Only an exact, complete copy of the listing will serve as the answer.

(Data for this task)

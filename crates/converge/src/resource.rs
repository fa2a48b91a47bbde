//! Resource trait for catalog entries
//!
//! A resource is one declared piece of system state: it can report what it
//! looks like now, what it should look like, and sync one property at a
//! time. Everything the transaction needs to know about ordering, tagging,
//! scheduling or refresh comes through this trait.

use crate::context::ApplyContext;
use crate::reference::ResourceRef;
use crate::schedule::Schedule;
use crate::tags::automatic_tags;
use crate::types::{ENSURE, PropertyMap, Value, is_absent};
use anyhow::Result;
use serde::{Deserialize, Serialize};
use std::collections::BTreeSet;
use std::fmt;

/// Attributes every resource carries regardless of its type
#[derive(Debug, Clone, PartialEq, Serialize, Deserialize)]
pub struct ResourceMeta {
    pub reference: ResourceRef,
    /// Explicitly selected provider; `None` means the type's default
    #[serde(default, skip_serializing_if = "Option::is_none")]
    pub provider: Option<String>,
    #[serde(default)]
    pub tags: BTreeSet<String>,
    /// Declared but not realized; never applied
    #[serde(default, rename = "virtual")]
    pub is_virtual: bool,
    #[serde(default)]
    pub exported: bool,
    /// Report changes for this resource without making them
    #[serde(default)]
    pub noop: bool,
    #[serde(default, skip_serializing_if = "Option::is_none")]
    pub schedule: Option<Schedule>,
}

impl ResourceMeta {
    /// Metadata for `Type[title]`, tagged with its type and title
    pub fn new(type_name: &str, title: impl Into<String>) -> Self {
        let reference = ResourceRef::new(type_name, title);
        let tags = automatic_tags(reference.type_name(), reference.title());
        Self {
            reference,
            provider: None,
            tags,
            is_virtual: false,
            exported: false,
            noop: false,
            schedule: None,
        }
    }

    pub fn with_provider(mut self, provider: impl Into<String>) -> Self {
        self.provider = Some(provider.into());
        self
    }

    pub fn with_tags<I, S>(mut self, tags: I) -> Self
    where
        I: IntoIterator<Item = S>,
        S: AsRef<str>,
    {
        self.tag(tags);
        self
    }

    pub fn with_schedule(mut self, schedule: Schedule) -> Self {
        self.schedule = Some(schedule);
        self
    }

    pub fn noop(mut self, noop: bool) -> Self {
        self.noop = noop;
        self
    }

    pub fn virtual_resource(mut self) -> Self {
        self.is_virtual = true;
        self
    }

    pub fn tag<I, S>(&mut self, tags: I)
    where
        I: IntoIterator<Item = S>,
        S: AsRef<str>,
    {
        self.tags
            .extend(tags.into_iter().map(|tag| tag.as_ref().to_lowercase()));
    }

    pub fn tagged(&self, tag: &str) -> bool {
        self.tags.contains(tag)
    }
}

/// Core trait for catalog resources
///
/// Only identity, desired state, current state and `sync` are required.
/// The remaining hooks have defaults suited to a plain resource that
/// generates nothing and ignores refreshes.
pub trait Resource: fmt::Debug + Send {
    fn meta(&self) -> &ResourceMeta;

    fn meta_mut(&mut self) -> &mut ResourceMeta;

    fn reference(&self) -> &ResourceRef {
        &self.meta().reference
    }

    fn type_name(&self) -> &str {
        self.reference().type_name()
    }

    /// The name a provider knows this resource by
    fn name(&self) -> &str {
        self.reference().title()
    }

    fn tags(&self) -> &BTreeSet<String> {
        &self.meta().tags
    }

    /// Whether the resource's provider can work on this system
    fn suitable(&self) -> bool {
        true
    }

    fn appliable_to_host(&self) -> bool {
        true
    }

    fn appliable_to_device(&self) -> bool {
        false
    }

    /// Veto the whole run before anything is applied
    fn pre_run_check(&self) -> Result<()> {
        Ok(())
    }

    /// Resources to add to the catalog before the run starts
    fn generate(&mut self) -> Result<Vec<BoxedResource>> {
        Ok(Vec::new())
    }

    /// Whether [`Resource::eval_generate`] should be called during the run
    fn can_eval_generate(&self) -> bool {
        false
    }

    /// Resources to add right before this one is applied
    fn eval_generate(&mut self) -> Result<Vec<BoxedResource>> {
        Ok(Vec::new())
    }

    /// Last chance to fix up a generated resource before it joins the catalog
    fn finish(&mut self) {}

    /// Refresh itself whenever it changes
    fn self_refresh(&self) -> bool {
        false
    }

    /// Whether the desired state removes the resource
    fn deleting(&self) -> bool {
        self.desired_state().get(ENSURE).is_some_and(is_absent)
    }

    fn responds_to(&self, _callback: &str) -> bool {
        false
    }

    fn callback(&mut self, callback: &str) -> Result<()> {
        anyhow::bail!("{} does not respond to '{callback}'", self.reference())
    }

    fn desired_state(&self) -> PropertyMap;

    fn current_state(&self, ctx: &ApplyContext) -> Result<PropertyMap>;

    /// Bring one property to its desired value
    fn sync(&mut self, property: &str, desired: &Value, ctx: &ApplyContext) -> Result<()>;

    /// Called once after all of a resource's properties were synced
    fn flush(&mut self) -> Result<()> {
        Ok(())
    }

    /// Graph-only resource standing in for a container
    fn is_sentinel(&self) -> bool {
        false
    }
}

/// A boxed resource for type-erased storage
pub type BoxedResource = Box<dyn Resource>;

/// Sentinel resource marking the start or end of a container
///
/// Manages nothing. It accepts refreshes so that notifications sent to a
/// container pass through to its contents and out to its dependents.
#[derive(Debug, Clone)]
pub struct Whit {
    meta: ResourceMeta,
}

impl Whit {
    pub fn new(reference: ResourceRef) -> Self {
        let mut meta = ResourceMeta::new(reference.type_name(), reference.title());
        meta.reference = reference;
        Self { meta }
    }
}

impl Resource for Whit {
    fn meta(&self) -> &ResourceMeta {
        &self.meta
    }

    fn meta_mut(&mut self) -> &mut ResourceMeta {
        &mut self.meta
    }

    fn appliable_to_device(&self) -> bool {
        true
    }

    fn responds_to(&self, callback: &str) -> bool {
        callback == depgraph::EdgeLabel::REFRESH
    }

    fn callback(&mut self, _callback: &str) -> Result<()> {
        Ok(())
    }

    fn desired_state(&self) -> PropertyMap {
        PropertyMap::new()
    }

    fn current_state(&self, _ctx: &ApplyContext) -> Result<PropertyMap> {
        Ok(PropertyMap::new())
    }

    fn sync(&mut self, _property: &str, _desired: &Value, _ctx: &ApplyContext) -> Result<()> {
        Ok(())
    }

    fn is_sentinel(&self) -> bool {
        true
    }
}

(End Data for this task)

■ Your solution
filename crates/converge/src/resource.rs
repository fa2a48b91a47bbde
//! Resource trait for catalog entries
//!
//! A resource is one declared piece of system state: it can report what it
//! looks like now, what it should look like, and sync one property at a
//! time. Everything the transaction needs to know about ordering, tagging,
//! scheduling or refresh comes through this trait.

use crate::context::ApplyContext;
use crate::reference::ResourceRef;
use crate::schedule::Schedule;
use crate::tags::automatic_tags;
use crate::types::{ENSURE, PropertyMap, Value, is_absent};
use anyhow::Result;
use serde::{Deserialize, Serialize};
use std::collections::BTreeSet;
use std::fmt;

/// Attributes every resource carries regardless of its type
#[derive(Debug, Clone, PartialEq, Serialize, Deserialize)]
pub struct ResourceMeta {
    pub reference: ResourceRef,
    /// Explicitly selected provider; `None` means the type's default
    #[serde(default, skip_serializing_if = "Option::is_none")]
    pub provider: Option<String>,
    #[serde(default)]
    pub tags: BTreeSet<String>,
    /// Declared but not realized; never applied
    #[serde(default, rename = "virtual")]
    pub is_virtual: bool,
    #[serde(default)]
    pub exported: bool,
    /// Report changes for this resource without making them
    #[serde(default)]
    pub noop: bool,
    #[serde(default, skip_serializing_if = "Option::is_none")]
    pub schedule: Option<Schedule>,
}

impl ResourceMeta {
    /// Metadata for `Type[title]`, tagged with its type and title
    pub fn new(type_name: &str, title: impl Into<String>) -> Self {
        let reference = ResourceRef::new(type_name, title);
        let tags = automatic_tags(reference.type_name(), reference.title());
        Self {
            reference,
            provider: None,
            tags,
            is_virtual: false,
            exported: false,
            noop: false,
            schedule: None,
        }
    }

    pub fn with_provider(mut self, provider: impl Into<String>) -> Self {
        self.provider = Some(provider.into());
        self
    }

    pub fn with_tags<I, S>(mut self, tags: I) -> Self
    where
        I: IntoIterator<Item = S>,
        S: AsRef<str>,
    {
        self.tag(tags);
        self
    }

    pub fn with_schedule(mut self, schedule: Schedule) -> Self {
        self.schedule = Some(schedule);
        self
    }

    pub fn noop(mut self, noop: bool) -> Self {
        self.noop = noop;
        self
    }

    pub fn virtual_resource(mut self) -> Self {
        self.is_virtual = true;
        self
    }

    pub fn tag<I, S>(&mut self, tags: I)
    where
        I: IntoIterator<Item = S>,
        S: AsRef<str>,
    {
        self.tags
            .extend(tags.into_iter().map(|tag| tag.as_ref().to_lowercase()));
    }

    pub fn tagged(&self, tag: &str) -> bool {
        self.tags.contains(tag)
    }
}

/// Core trait for catalog resources
///
/// Only identity, desired state, current state and `sync` are required.
/// The remaining hooks have defaults suited to a plain resource that
/// generates nothing and ignores refreshes.
pub trait Resource: fmt::Debug + Send {
    fn meta(&self) -> &ResourceMeta;

    fn meta_mut(&mut self) -> &mut ResourceMeta;

    fn reference(&self) -> &ResourceRef {
        &self.meta().reference
    }

    fn type_name(&self) -> &str {
        self.reference().type_name()
    }

    /// The name a provider knows this resource by
    fn name(&self) -> &str {
        self.reference().title()
    }

    fn tags(&self) -> &BTreeSet<String> {
        &self.meta().tags
    }

    /// Whether the resource's provider can work on this system
    fn suitable(&self) -> bool {
        true
    }

    fn appliable_to_host(&self) -> bool {
        true
    }

    fn appliable_to_device(&self) -> bool {
        false
    }

    /// Veto the whole run before anything is applied
    fn pre_run_check(&self) -> Result<()> {
        Ok(())
    }

    /// Resources to add to the catalog before the run starts
    fn generate(&mut self) -> Result<Vec<BoxedResource>> {
        Ok(Vec::new())
    }

    /// Whether [`Resource::eval_generate`] should be called during the run
    fn can_eval_generate(&self) -> bool {
        false
    }

    /// Resources to add right before this one is applied
    fn eval_generate(&mut self) -> Result<Vec<BoxedResource>> {
        Ok(Vec::new())
    }

    /// Last chance to fix up a generated resource before it joins the catalog
    fn finish(&mut self) {}

    /// Refresh itself whenever it changes
    fn self_refresh(&self) -> bool {
        false
    }

    /// Whether the desired state removes the resource
    fn deleting(&self) -> bool {
        self.desired_state().get(ENSURE).is_some_and(is_absent)
    }

    fn responds_to(&self, _callback: &str) -> bool {
        false
    }

    fn callback(&mut self, callback: &str) -> Result<()> {
        anyhow::bail!("{} does not respond to '{callback}'", self.reference())
    }

    fn desired_state(&self) -> PropertyMap;

    fn current_state(&self, ctx: &ApplyContext) -> Result<PropertyMap>;

    /// Bring one property to its desired value
    fn sync(&mut self, property: &str, desired: &Value, ctx: &ApplyContext) -> Result<()>;

    /// Called once after all of a resource's properties were synced
    fn flush(&mut self) -> Result<()> {
        Ok(())
    }

    /// Graph-only resource standing in for a container
    fn is_sentinel(&self) -> bool {
        false
    }
}

/// A boxed resource for type-erased storage
pub type BoxedResource = Box<dyn Resource>;

/// Sentinel resource marking the start or end of a container
///
/// Manages nothing. It accepts refreshes so that notifications sent to a
/// container pass through to its contents and out to its dependents.
#[derive(Debug, Clone)]
pub struct Whit {
    meta: ResourceMeta,
}

impl Whit {
    pub fn new(reference: ResourceRef) -> Self {
        let mut meta = ResourceMeta::new(reference.type_name(), reference.title());
        meta.reference = reference;
        Self { meta }
    }
}

impl Resource for Whit {
    fn meta(&self) -> &ResourceMeta {
        &self.meta
    }

    fn meta_mut(&mut self) -> &mut ResourceMeta {
        &mut self.meta
    }

    fn appliable_to_device(&self) -> bool {
        true
    }

    fn responds_to(&self, callback: &str) -> bool {
        callback == depgraph::EdgeLabel::REFRESH
    }

    fn callback(&mut self, _callback: &str) -> Result<()> {
        Ok(())
    }

    fn desired_state(&self) -> PropertyMap {
        PropertyMap::new()
    }

    fn current_state(&self, _ctx: &ApplyContext) -> Result<PropertyMap> {
        Ok(PropertyMap::new())
    }

    fn sync(&mut self, _property: &str, _desired: &Value, _ctx: &ApplyContext) -> Result<()> {
        Ok(())
    }

    fn is_sentinel(&self) -> bool {
        true
    }
}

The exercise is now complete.